Can I Pay My Mortgage With a Credit Card? The answer is yes, though it’s not as easy as you might hope. In this article, you’d get to know exactly how you can do so, then list six great credit cards for paying your mortgage.
Some people facing financial troubles may consider using a credit card to pay their mortgage to avoid a late mortgage payment and stay away from foreclosure.
And it’s much easier and faster to pay your mortgage online with a credit card than to mail a check to your mortgage lender.
Cost of Paying Your Mortgage With a Credit Card
Some lenders who accept credit card payments charge a transaction fee to process the payment. You see, each time you swipe your credit card.
The business accepting that payment has to pay a fee to the credit card issuer, the processing network, and other companies involved in processing the transaction.
Mortgage lenders, or the companies they use to process credit card payments, would pass this 2-3% fee on to you. That increases the cost of paying via credit card.
There are a few third-party companies that let you pay your mortgage with your credit card.
They act as an intermediate, processing your payment and in turn cutting a back to your mortgage lender on your behalf. It gets the job done, but these companies will charge a fee for the service.
Why Pay Your Mortgage With a Credit Card?
The four reasons people might consider making their monthly mortgage payment with a credit card are these:
- To earn credit card rewards
- To hang onto their cash and bank a couple of extra weeks’ worth of interest
- To buy a couple of extra weeks to pay the mortgage without making a late payment to the mortgage company
- To avoid foreclosure at all costs
Should You Pay Your Mortgage With a Credit Card?
If you can navigate the waters to make it possible, paying your mortgage with a credit card is an option, assuming the rewards outweigh the fee. As long as it won’t hurt your credit and your budget, it’s worth considering.
But if you’re already using a large chunk of your credit limit, or if you’re tight on money for bills this month, putting your mortgage on a credit card isn’t the best idea.
It could hurt your credit scores and end up further straining your budget over the long term if you don’t pay your credit card bill off in full.
Avoid Using a Cash Advance to Pay Your Mortgage
While you may be tempted to use a cash advance from your credit card to make your mortgage payment, make sure you’re aware of the risks.
When you use a cash advance, whether it’s an ATM withdrawal or convenience checks from your credit card issuers, you’ll be charged a cash advance fee.
Cash advances also are charged a higher interest rate and do not have a grace period. The lack of a grace period means your balance starts accruing interest right away rather than after your billing statement closing date
The Impact on Your Credit Score
Before you pay your mortgage with a credit card, make sure you have enough available credit to process your mortgage payment and any fees charged. Otherwise, the transaction may be declined and you may face additional fees.
Charging your mortgage payment could raise your credit utilization and impact your credit score. Particularly if you don’t have a high credit limit on your credit card.

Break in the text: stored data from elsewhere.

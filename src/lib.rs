//! # AlgoViz/LibLogic
//!
//! This crate provides the boolean expression engine behind the AlgoViz truth table generator.
//! It takes a propositional formula as text and produces a complete truth table.
//!
//! The pipeline is strictly linear and every stage is a pure function:
//!
//!  1. [`normalize`] maps word notation (`NOT`, `AND`, `OR`, `IMPLIES`, `IFF`) or ASCII
//!     aliases (`!`, `&&`, `||`, `=>`, `<=>`) to the canonical symbolic form (`¬ ∧ ∨ → ↔`).
//!  2. [`VariableSet::extract`] collects the single-letter variables of the canonical text.
//!  3. [`PostfixExpression::compile`] runs the shunting-yard algorithm to get a postfix sequence.
//!  4. [`PostfixExpression::eval_in`] evaluates the postfix sequence in one [`Valuation`].
//!  5. [`TruthTable::generate`] enumerates all `2^n` valuations and evaluates each of them.
//!
//! More detailed description can be found in the [tutorial module](./tutorial/index.html).
//!
//! ```rust
//! use algoviz_lib_logic::*;
//!
//! let table = build_truth_table("p AND (q OR NOT r)", Notation::Word).unwrap();
//! assert_eq!(vec!['p', 'q', 'r'], table.variables().names());
//! assert_eq!(8, table.rows().len());
//!
//! // Rows are in big-endian order: the first variable is the most significant bit.
//! let row = &table.rows()[4];
//! assert_eq!(vec![true, false, false], row.inputs().values().to_vec());
//! assert!(row.output());
//!
//! assert_eq!("p ∧ (q ∨ ¬r)", normalize("p AND (q OR NOT r)", Notation::Word, Notation::Symbolic));
//! ```
//!

use fxhash::FxHashMap;

pub mod boolean_expression;
pub mod op_function;
pub mod tutorial;

/// **(internal)** Log targets used across the pipeline.
pub(crate) mod logging;

/// **(internal)** Implementation of the `Notation` conversions (the normalizer).
mod _impl_notation;

/// **(internal)** Implementation of the `Variable` and `VariableSet` (the variable extractor).
mod _impl_variable_set;

/// **(internal)** Implementation of `ExprToken` and the operator precedence table.
mod _impl_expr_token;

/// **(internal)** Shunting-yard compiler from canonical text to `PostfixExpression`.
mod _impl_postfix_compiler;

/// **(internal)** Stack machine evaluating a `PostfixExpression`.
mod _impl_postfix_eval;

/// **(internal)** Implementation of the `Valuation` and `ValuationsIterator`.
mod _impl_valuation;

/// **(internal)** Implementation of the `TruthTable` generator and its configuration.
mod _impl_truth_table;

/// **(internal)** Tab/comma separated export of a `TruthTable`.
mod _impl_truth_table_export;

/// **(internal)** Implementation of the `TruthTableError`.
mod _impl_error;

/// **(internal)** Randomised cross-checks of the whole pipeline.
#[cfg(test)]
mod _test_truth_table_fuzzing;

pub use _impl_notation::normalize;
pub use _impl_truth_table::{build_truth_table, build_truth_table_with};

/// The largest number of variables a formula can have: one per lowercase ASCII letter.
pub const MAX_VARIABLES: u16 = 26;

/// Default cap on the number of variables accepted by `TruthTable::generate`.
///
/// The enumeration cost is exponential, so `12` variables (`4096` rows) is a reasonable
/// upper bound for an interactive tool.
pub const DEFAULT_MAX_VARIABLES: u16 = 12;

/// The two notations in which a formula can be written.
///
/// `Symbolic` uses `¬ ∧ ∨ → ↔`, `Word` uses `NOT AND OR IMPLIES IFF` (case-insensitive) and also
/// accepts the ASCII aliases `! && || => <=>`.
#[derive(Clone, Copy, Debug, Eq, Hash, PartialEq)]
pub enum Notation {
    Symbolic,
    Word,
}

/// A propositional variable, i.e. a single lowercase ASCII letter.
#[derive(Clone, Copy, Debug, Eq, Hash, Ord, PartialEq, PartialOrd)]
pub struct Variable(char);

/// The sorted, deduplicated sequence of variables appearing in a formula.
///
/// The order of variables determines the column order of a `TruthTable`, as well as the
/// meaning of indices in a `Valuation`.
#[derive(Clone, Debug, Eq, PartialEq)]
pub struct VariableSet {
    variables: Vec<Variable>,
    var_index_mapping: FxHashMap<Variable, u16>,
}

/// One token of a canonical formula.
///
/// Tokens carry no position information, every token is exactly one character of the
/// canonical text.
#[derive(Clone, Copy, Debug, Eq, Hash, PartialEq)]
pub enum ExprToken {
    Var(Variable), // 'p'
    Not,           // '¬'
    And,           // '∧'
    Or,            // '∨'
    Imp,           // '→'
    Iff,           // '↔'
    LeftParen,     // '('
    RightParen,    // ')'
}

/// A formula in Reverse Polish notation, as produced by the shunting-yard compiler.
///
/// The sequence only contains variables and operators (never parentheses). It is well-formed
/// iff it reduces to exactly one value on the evaluation stack, which is only checked during
/// evaluation.
#[derive(Clone, Debug, Eq, Hash, PartialEq)]
pub struct PostfixExpression(Vec<ExprToken>);

/// Exactly describes one assignment of boolean values to the variables of a `VariableSet`.
///
/// The values are aligned with the order of the variable set.
#[derive(Clone, Debug, Eq, Hash, PartialEq, Ord, PartialOrd)]
pub struct Valuation(Vec<bool>);

/// Exhaustively iterates over all valuations with a certain number of variables, in big-endian
/// binary order (all `false` first, all `true` last).
///
/// Be aware of the exponential time complexity of such operation!
#[derive(Clone)]
pub struct ValuationsIterator {
    next_valuation: Option<Valuation>,
}

/// One row of a `TruthTable`: the input valuation and the value of the formula in it.
#[derive(Clone, Debug, Eq, PartialEq)]
pub struct TruthTableRow {
    inputs: Valuation,
    output: bool,
}

/// A complete truth table of a formula.
///
/// Row count is always `2^n` for `n` variables and the rows follow the `ValuationsIterator`
/// order. The table is a pure function of the canonical formula text.
#[derive(Clone, Debug, Eq, PartialEq)]
pub struct TruthTable {
    formula: String,
    variables: VariableSet,
    rows: Vec<TruthTableRow>,
}

/// Limits applied while generating a `TruthTable`.
#[derive(Clone, Copy, Debug, Eq, PartialEq)]
pub struct TruthTableConfig {
    max_variables: u16,
}

/// Errors produced by the individual stages of the pipeline.
///
/// None of them is fatal: the caller is expected to report the error and wait for
/// corrected input.
#[derive(Clone, Debug, Eq, Hash, PartialEq)]
pub enum TruthTableError {
    /// The canonical text contains no lowercase letter.
    NoVariablesFound,
    /// A character outside of letters, operators, parentheses and whitespace.
    InvalidToken(char),
    /// Unbalanced or incorrectly nested parentheses.
    MismatchedParentheses,
    /// Stack underflow or leftover operands during postfix evaluation.
    InvalidExpression,
    /// The evaluated valuation does not assign this variable.
    UnknownVariable(char),
    /// The formula has more variables than the configuration allows.
    TooManyVariables { found: usize, limit: usize },
}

Your credit score may recover from points lost due to high credit utilization once you pay your balance down and leave it below 30 percent of your credit limit.
Obstacles to Paying a Mortgage with a Credit Card
It seems that the stars have to align so that you can make a mortgage payment with your credit card. Your card network, your card issuer and your mortgage lender all have to give the green light for a mortgage payment to go through successfully. Each party has its own rules.
For instance, Visa allows mortgage lenders to accept Visa debit and prepaid card payments; MasterCard allows the use of debit and credit cards for mortgage payments.
But some credit card issuers don’t allow mortgage payments. Bank of America credit cards, for instance, cannot be use to pay a mortgage.
Wells Fargo credit card holders may have more luck; their cards can be use to pay a mortgage as long as the mortgage lender accept them.
Of course, not all mortgage lenders do. But they might be more willing to accept your payment if it’s process by a third-party payment service provider.
Factors to Consider When Paying a Mortgage with a Credit Card
- The Cost of Interest
- Effect on Your Credit Scores
It’s only under limited circumstances that the average person might benefit from charging mortgage payments to a credit card. First, you’ll need to find a third-party payment processor that lets you use your credit card to pay your mortgage company.
Second, you’ll need to earn credit card rewards that exceed the payment processing fee. Third, you’ll need to pay your credit card balance in full.
Ideally even before your statement is issued, not only to avoid paying interest. But also to avoid affecting your credit utilization ratio and possibly hurting your credit score.
If you can do all these things, paying your mortgage with a credit card might pay off.